Hospitals are often growing, acquiring new facilities and systems to expand their reach and services. This growth can lead to increased revenue and better patient outcomes. However, obligations like those related to medical records custodianship represent hidden or overlooked costs.
Managing the records and custodianship of the acquired facilities constitutes one such cost. In this post, we’ll explore what happens when hospitals acquire new facilities, their obligations for managing records and custodianship, and the most cost-efficient way to approach this task.
What happens when acquiring a facility?
When a hospital acquires a new facility, they assume control of all its records, both active and “inactive.” Of course, no medical record is truly “inactive” until reaches its retention point and can be securely destroyed.
These records include medical records, but also financial records and administrative records, among others. The hospital must manage these records and ensure their security and confidentiality.
What are your obligations for custodianship?
Custodianship is the act of storing, accessing, retaining, and destroying records. As the custodian of the acquired records, the hospital must maintain them according to legal and regulatory requirements. This includes ensuring that the records are secure, accessible only to authorized personnel, and retained for the required period.
This also means the acquiring hospital or physician must manage access, keeping records available for patients when they’re needed. Patients need records for a variety of reasons, including continuing medical care or legal discovery. In either event, the acquiring hospital is responsible for their timely production.
What’s the right way to approach custodianship?
Custodianship of newly acquired records requires intense management and a diverse array of processes. It is not something that can be done haphazardly or without careful consideration. The hospital must ensure that they have the appropriate personnel, resources, and systems in place to manage custodianship effectively.
The complexity of managing newly acquired records stems from the complexity of the existing management protocols of those records. Multiple or varied electronic medical records systems, varied forms and methods of storage, and the presence or lack of a destruction policy all influence the issue. The lack of any defined records management protocols in newly acquired records heightens the complexity even more.
An alternative option: purchase custodianship services upfront
An alternative option for hospitals is to purchase custodianship services upfront. This means that the hospital engages a third-party vendor to manage the acquired facility’s records and custodianship. This approach can save the hospital time, money, and resources that would otherwise be spent on managing custodianship internally. Additionally, it ensures custodianship according to legal and regulatory requirements, helping prevent costly fines and penalties.

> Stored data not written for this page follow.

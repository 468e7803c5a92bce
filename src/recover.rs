//! Startup recovery: replay the merge journal before anything becomes
//! writable.
//!
//! A journal ending in `MergeEnd` means the merge committed and only
//! retirement of inputs may be outstanding; anything else is mid-flight and
//! is rolled back (the inputs are intact or restorable, so a future cycle
//! simply redoes the merge). Running recovery twice over the same on-disk
//! state yields the same file set: every action here is a no-op when its
//! effect is already present.

use std::fs;
use std::path::{Path, PathBuf};

use crate::error::MergeError;
use crate::format::{is_sealed, SegmentWriter};
use crate::journal::{read_journal, CommitMode, JournalScan, MERGE_LOG_NAME, SQUEEZE_LOG_NAME};
use crate::segment::{
    sidecar_path, SegmentName, INPLACE_MERGE_SUFFIX, MODS_SUFFIX, RESOURCE_SUFFIX,
    SQUEEZE_MERGE_SUFFIX,
};
use crate::telemetry::{merge_metrics, MergeEvent, MergeEventListener};

/// What recovery did, and whether a rolled-back merge should be resubmitted.
#[derive(Debug, Default)]
pub struct RecoveryReport {
    pub journals_processed: usize,
    pub rolled_back: bool,
    pub completed_commit: bool,
    pub deleted: Vec<PathBuf>,
    /// File set of a rolled-back merge, for `continue_merge_after_reboot`.
    pub resume: Option<(Vec<PathBuf>, Vec<PathBuf>)>,
}

/// Replays both journal flavours found in the storage-group system directory.
pub fn recover(
    sys_dir: &Path,
    listener: &std::sync::Arc<dyn MergeEventListener>,
    continue_after_reboot: bool,
) -> Result<RecoveryReport, MergeError> {
    let mut report = RecoveryReport::default();
    for name in [MERGE_LOG_NAME, SQUEEZE_LOG_NAME] {
        let path = sys_dir.join(name);
        if !path.exists() {
            continue;
        }
        listener.on_event(MergeEvent::RecoveryStarted { journal: path.clone() });
        let scan = read_journal(&path)?;
        let squeeze = name == SQUEEZE_LOG_NAME;
        recover_one(&path, &scan, squeeze, continue_after_reboot, listener, &mut report)?;
        report.journals_processed += 1;
        listener.on_event(MergeEvent::RecoveryCompleted { journal: path.clone() });
    }
    Ok(report)
}

fn recover_one(
    journal: &Path,
    scan: &JournalScan,
    squeeze: bool,
    continue_after_reboot: bool,
    listener: &std::sync::Arc<dyn MergeEventListener>,
    report: &mut RecoveryReport,
) -> Result<(), MergeError> {
    if scan.contains_merge_end() {
        finish_committed(scan, squeeze, report)?;
        report.completed_commit = true;
    } else {
        roll_back(scan, squeeze, report)?;
        report.rolled_back = true;
        merge_metrics::record_recovery_rollback();
        listener.on_event(MergeEvent::RecoveryRolledBack { journal: journal.to_path_buf() });
        if continue_after_reboot {
            if let Some((seq, unseq)) = scan.file_set() {
                report.resume = Some((seq.to_vec(), unseq.to_vec()));
            }
        }
    }
    fs::remove_file(journal)?;
    Ok(())
}

/// `MergeEnd` is present: every per-file swap already happened; apply the
/// retirements that a crash mid-cleanup left behind.
fn finish_committed(
    scan: &JournalScan,
    squeeze: bool,
    report: &mut RecoveryReport,
) -> Result<(), MergeError> {
    let (seq, unseq) = match scan.file_set() {
        Some(set) => set,
        None => return Ok(()),
    };

    if squeeze {
        let new_file = scan.new_file().ok_or_else(|| {
            MergeError::InconsistentState(
                "journal has MergeEnd but no NewFile record".to_string(),
            )
        })?;
        let temp = sidecar_path(new_file, SQUEEZE_MERGE_SUFFIX);
        if !new_file.exists() {
            if temp.exists() && is_sealed(&temp)? {
                fs::rename(&temp, new_file)?;
            } else {
                return Err(MergeError::InconsistentState(format!(
                    "committed squeeze output {} is gone",
                    new_file.display()
                )));
            }
        }
        for input in seq.iter().chain(unseq.iter()) {
            delete_with_sidecars(input, report)?;
        }
    } else {
        // Sequence inputs were renamed to their successor names; a listed
        // path that exists under neither name means committed data vanished.
        for path in seq {
            let successor = successor_path(path)?;
            if !path.exists() && !successor.exists() {
                return Err(MergeError::InconsistentState(format!(
                    "committed file {} is gone (successor {} missing too)",
                    path.display(),
                    successor.display()
                )));
            }
            let temp = sidecar_path(path, INPLACE_MERGE_SUFFIX);
            if temp.exists() {
                fs::remove_file(&temp)?;
                report.deleted.push(temp);
            }
        }
        for path in unseq {
            delete_with_sidecars(path, report)?;
        }
    }
    Ok(())
}

/// No `MergeEnd`: undo whatever the crash interrupted.
fn roll_back(
    scan: &JournalScan,
    squeeze: bool,
    report: &mut RecoveryReport,
) -> Result<(), MergeError> {
    match scan.last_file_merge() {
        Some((file, truncate_pos, CommitMode::MoveMergedToOld, ended)) => {
            let successor = successor_path(file)?;
            if ended {
                // Seal finished; only the rename may be pending.
                if file.exists() && !successor.exists() {
                    rename_with_sidecars(file, &successor)?;
                }
                let temp = sidecar_path(file, INPLACE_MERGE_SUFFIX);
                if temp.exists() {
                    fs::remove_file(&temp)?;
                    report.deleted.push(temp);
                }
            } else if file.exists() {
                // Mid-append crash: cut the file back to its pre-merge data
                // and rebuild the seal from the surviving chunks.
                reseal_truncated(file, truncate_pos)?;
                let temp = sidecar_path(file, INPLACE_MERGE_SUFFIX);
                if temp.exists() {
                    fs::remove_file(&temp)?;
                    report.deleted.push(temp);
                }
            }
            delete_remaining_temps(scan, report)?;
        }
        Some((file, _, CommitMode::MoveUnmergedToNew, ended)) => {
            let temp = sidecar_path(file, INPLACE_MERGE_SUFFIX);
            let successor = successor_path(file)?;
            if ended && temp.exists() && is_sealed(&temp)? && !successor.exists() {
                // Commit completed, swap pending: finish it.
                if file.exists() {
                    fs::remove_file(file)?;
                }
                fs::rename(&temp, &successor)?;
                let resource = sidecar_path(file, RESOURCE_SUFFIX);
                if resource.exists() {
                    fs::rename(&resource, sidecar_path(&successor, RESOURCE_SUFFIX))?;
                }
                let mods = sidecar_path(file, MODS_SUFFIX);
                if mods.exists() {
                    fs::remove_file(&mods)?;
                }
            } else if temp.exists() {
                // Not promoted: the temp is discarded, the original stands.
                fs::remove_file(&temp)?;
                report.deleted.push(temp);
            }
            delete_remaining_temps(scan, report)?;
        }
        None => {
            delete_remaining_temps(scan, report)?;
        }
    }

    if squeeze {
        // A squeeze temp carries a generated name; sweep the partition
        // directories of the listed inputs for leftovers.
        if let Some((seq, unseq)) = scan.file_set() {
            let mut dirs: Vec<PathBuf> = Vec::new();
            for p in seq.iter().chain(unseq.iter()) {
                if let Some(dir) = p.parent() {
                    if !dirs.iter().any(|d| d == dir) {
                        dirs.push(dir.to_path_buf());
                    }
                }
            }
            for dir in dirs {
                sweep_squeeze_temps(&dir, report)?;
            }
        }
        // An unpromoted NewFile output is rolled back too; inputs are intact.
        if let Some(new_file) = scan.new_file() {
            if new_file.exists() && inputs_all_present(scan) {
                fs::remove_file(new_file)?;
                let resource = sidecar_path(new_file, RESOURCE_SUFFIX);
                if resource.exists() {
                    fs::remove_file(&resource)?;
                }
                report.deleted.push(new_file.clone());
            }
        }
    }
    Ok(())
}

fn inputs_all_present(scan: &JournalScan) -> bool {
    scan.file_set()
        .map(|(seq, unseq)| seq.iter().chain(unseq.iter()).all(|p| p.exists()))
        .unwrap_or(false)
}

fn delete_remaining_temps(scan: &JournalScan, report: &mut RecoveryReport) -> Result<(), MergeError> {
    if let Some((seq, _)) = scan.file_set() {
        for path in seq {
            let temp = sidecar_path(path, INPLACE_MERGE_SUFFIX);
            if temp.exists() {
                fs::remove_file(&temp)?;
                report.deleted.push(temp);
            }
        }
    }
    Ok(())
}

fn sweep_squeeze_temps(dir: &Path, report: &mut RecoveryReport) -> Result<(), MergeError> {
    if !dir.is_dir() {
        return Ok(());
    }
    for entry in fs::read_dir(dir)? {
        let entry = entry?;
        let name = entry.file_name().to_string_lossy().into_owned();
        if name.ends_with(SQUEEZE_MERGE_SUFFIX) {
            fs::remove_file(entry.path())?;
            report.deleted.push(entry.path());
        }
    }
    Ok(())
}

fn successor_path(path: &Path) -> Result<PathBuf, MergeError> {
    let file_name = path
        .file_name()
        .map(|n| n.to_string_lossy().into_owned())
        .ok_or_else(|| MergeError::InvalidFileName(path.display().to_string()))?;
    let next = SegmentName::parse(&file_name)?.next_merge();
    Ok(path.with_file_name(next.file_name()))
}

fn rename_with_sidecars(old: &Path, new: &Path) -> Result<(), MergeError> {
    fs::rename(old, new)?;
    let old_resource = sidecar_path(old, RESOURCE_SUFFIX);
    if old_resource.exists() {
        fs::rename(&old_resource, sidecar_path(new, RESOURCE_SUFFIX))?;
    }
    let old_mods = sidecar_path(old, MODS_SUFFIX);
    if old_mods.exists() {
        fs::remove_file(&old_mods)?;
    }
    Ok(())
}

fn delete_with_sidecars(path: &Path, report: &mut RecoveryReport) -> Result<(), MergeError> {
    for p in [
        path.to_path_buf(),
        sidecar_path(path, RESOURCE_SUFFIX),
        sidecar_path(path, MODS_SUFFIX),
    ] {
        if p.exists() {
            fs::remove_file(&p)?;
            report.deleted.push(p);
        }
    }
    Ok(())
}

/// Truncates a half-appended file back to its journaled data end and rebuilds
/// the seal from the chunks that survive the cut. The result is byte-for-byte
/// the original chunk data under a fresh index.
fn reseal_truncated(path: &Path, truncate_pos: u64) -> Result<(), MergeError> {
    let file = fs::OpenOptions::new().write(true).open(path)?;
    file.set_len(truncate_pos)?;
    drop(file);
    let writer = SegmentWriter::restore(path)?;
    writer.seal()?;
    Ok(())
}

/// Convenience used by the engine at startup: replay journals in `sys_dir`.
pub fn recover_storage_group(
    sys_dir: &Path,
    listener: &std::sync::Arc<dyn MergeEventListener>,
    continue_after_reboot: bool,
) -> Result<RecoveryReport, MergeError> {
    if !sys_dir.exists() {
        return Ok(RecoveryReport::default());
    }
    recover(sys_dir, listener, continue_after_reboot)
}

#[cfg(test)]
mod tests {
    use super::*;
    use crate::journal::{journal_path, JournalEntry, MergeJournal};
    use tempfile::tempdir;

    #[test]
    fn test_no_journal_is_a_noop() {
        let dir = tempdir().unwrap();
        let report = recover_storage_group(
            dir.path(),
            &crate::telemetry::noop_event_listener(),
            false,
        )
        .unwrap();
        assert_eq!(report.journals_processed, 0);
        assert!(!report.rolled_back);
    }

    #[test]
    fn test_plain_merge_start_deletes_temps_and_journal() {
        let dir = tempdir().unwrap();
        let seq = dir.path().join("1-1-0.seg");
        fs::write(&seq, b"data").unwrap();
        let temp = sidecar_path(&seq, INPLACE_MERGE_SUFFIX);
        fs::write(&temp, b"partial").unwrap();

        let mut journal = MergeJournal::create(dir.path(), false).unwrap();
        journal
            .log(&JournalEntry::Files { seq: vec![seq.clone()], unseq: vec![] })
            .unwrap();
        journal.log(&JournalEntry::MergeStart).unwrap();
        journal.close().unwrap();

        let report = recover_storage_group(
            dir.path(),
            &crate::telemetry::noop_event_listener(),
            false,
        )
        .unwrap();
        assert!(report.rolled_back);
        assert!(!temp.exists());
        assert!(seq.exists());
        assert!(!journal_path(dir.path(), false).exists());
    }

    #[test]
    fn test_resume_request_carries_file_set() {
        let dir = tempdir().unwrap();
        let seq = dir.path().join("1-1-0.seg");
        fs::write(&seq, b"data").unwrap();

        let mut journal = MergeJournal::create(dir.path(), false).unwrap();
        journal
            .log(&JournalEntry::Files { seq: vec![seq.clone()], unseq: vec![] })
            .unwrap();
        journal.log(&JournalEntry::MergeStart).unwrap();
        journal.close().unwrap();

        let report = recover_storage_group(
            dir.path(),
            &crate::telemetry::noop_event_listener(),
            true,
        )
        .unwrap();
        let (resume_seq, resume_unseq) = report.resume.unwrap();
        assert_eq!(resume_seq, vec![seq]);
        assert!(resume_unseq.is_empty());
    }
}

Third-party custodianship doesn’t stop at simple aspects of management, like secure storage. Secure storage and access to records is the foundation of records custodianship, but thorough third-party custodianship providers offer services reaching far beyond the basic needs. The best custodianship options offer upfront opportunities to outsource more complicated aspects, like EMR systems management, to a more capable or qualified third-party team.
Third-party medical records custodianship for your hospital or practice
The hidden costs of hospital growth can have a significant impact on a hospital’s bottom line. Medical records custodianship of acquired records is just one of the many costs that hospitals must consider when expanding.
By understanding their obligations and taking a proactive approach to custodianship, hospitals can avoid costly mistakes and ensure that they are compliant with legal and regulatory requirements. For those who would rather avoid the headaches of custodianship, purchasing custodianship services upfront may be a viable alternative.